INPUT below:

// File: crates/demo/src/main.rs
// Summary: Demo loads the social-media CSVs and renders box, bar, and line charts to PNGs.

use anyhow::{Context, Result};
use chrono::NaiveDate;
use std::path::{Path, PathBuf};
use tabplot_core::{
    build_box_plot, build_grouped_bar_chart, build_line_chart, ChartConfig, Color, Insets, Table,
    Value,
};

fn main() -> Result<()> {
    let data_dir = resolve_data_dir(std::env::args().nth(1).map(PathBuf::from))?;
    println!("Using data dir: {}", data_dir.display());

    let out_dir = PathBuf::from("target/out");
    std::fs::create_dir_all(&out_dir)?;

    // 1) Box plot of raw likes per platform
    let mut likes = load_table(&data_dir.join("social_media.csv"), None)?;
    likes.coerce_numeric("Likes")?;
    println!("Loaded {} rows of raw likes", likes.len());

    let mut cfg = ChartConfig {
        x_title: "Social Media Platforms".to_string(),
        y_title: "Number of Likes".to_string(),
        ..ChartConfig::default()
    };
    cfg.theme.background = Color::rgb(173, 216, 230); // lightblue
    let fig = build_box_plot(&likes, "Platform", "Likes", &cfg, 0.5)?;
    let out = out_dir.join("box_plot.png");
    tabplot_render_skia::render_to_png(&fig, &out)?;
    println!("Wrote {}", out.display());

    // 2) Grouped bars of average likes per platform and post type
    let mut avg = load_table(&data_dir.join("social_media_avg.csv"), None)?;
    avg.coerce_numeric("AvgLikes")?;
    println!("Loaded {} rows of averages", avg.len());

    let mut cfg = ChartConfig {
        width: 800,
        x_title: "Social Media Platform".to_string(),
        y_title: "Average Likes".to_string(),
        ..ChartConfig::default()
    };
    cfg.theme.background = Color::rgb(255, 255, 224); // lightyellow
    let fig = build_grouped_bar_chart(&avg, "Platform", "PostType", "AvgLikes", &cfg, 0.2, 0.05)?;
    let out = out_dir.join("grouped_bars.png");
    tabplot_render_skia::render_to_png(&fig, &out)?;
    println!("Wrote {}", out.display());

    // 3) Smoothed line of average likes over time. The band axis keeps
    // first-seen order, so sort chronologically before loading.
    let mut daily = load_table(&data_dir.join("social_media_time.csv"), Some("Date"))?;
    daily.coerce_numeric("AvgLikes")?;
    println!("Loaded {} rows of daily averages", daily.len());

    let mut cfg = ChartConfig {
        insets: Insets::new(50, 50, 50, 100),
        x_title: "Date".to_string(),
        y_title: "Average Likes".to_string(),
        ..ChartConfig::default()
    };
    cfg.theme.background = Color::rgb(255, 192, 203); // pink
    let fig = build_line_chart(&daily, "Date", "AvgLikes", &cfg, 0.5)?;
    let out = out_dir.join("line_chart.png");
    tabplot_render_skia::render_to_png(&fig, &out)?;
    println!("Wrote {}", out.display());

    Ok(())
}

/// Resolve the data directory, falling back to the bundled samples when no
/// argument is given.
fn resolve_data_dir(arg: Option<PathBuf>) -> Result<PathBuf> {
    if let Some(dir) = arg {
        if dir.is_dir() {
            return Ok(dir);
        }
        anyhow::bail!("data dir not found: {}", dir.display());
    }
    for candidate in ["crates/demo/data", "data"] {
        let p = PathBuf::from(candidate);
        if p.is_dir() {
            return Ok(p);
        }
    }
    anyhow::bail!("no data directory found; pass one as the first argument");
}

/// Load a delimited file into a table of textual cells. When `date_field`
/// is given, rows are sorted by that column (`%m/%d/%Y`) before loading.
fn load_table(path: &Path, date_field: Option<&str>) -> Result<Table> {
    let mut rdr = csv::ReaderBuilder::new()
        .has_headers(true)
        .from_path(path)
        .with_context(|| format!("opening {}", path.display()))?;
    let headers: Vec<String> = rdr.headers()?.iter().map(str::to_string).collect();

    let mut records: Vec<csv::StringRecord> = Vec::new();
    for rec in rdr.records() {
        records.push(rec?);
    }
    if let Some(field) = date_field {
        let col = headers
            .iter()
            .position(|h| h == field)
            .with_context(|| format!("no `{field}` column in {}", path.display()))?;
        records.sort_by_key(|rec| {
            rec.get(col)
                .and_then(|s| NaiveDate::parse_from_str(s.trim(), "%m/%d/%Y").ok())
        });
    }

    let mut table = Table::new(headers);
    for rec in &records {
        table.push_row(rec.iter().map(|s| Value::Text(s.to_string())).collect())?;
    }
    Ok(table)
}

End of INPUT.

TASK REQUIREMENTS
Wherever a line in the entries holds "Insets", copy that line.

ANSWER TO THE EXERCISE
    build_box_plot, build_grouped_bar_chart, build_line_chart, ChartConfig, Color, Insets, Table,
        insets: Insets::new(50, 50, 50, 100),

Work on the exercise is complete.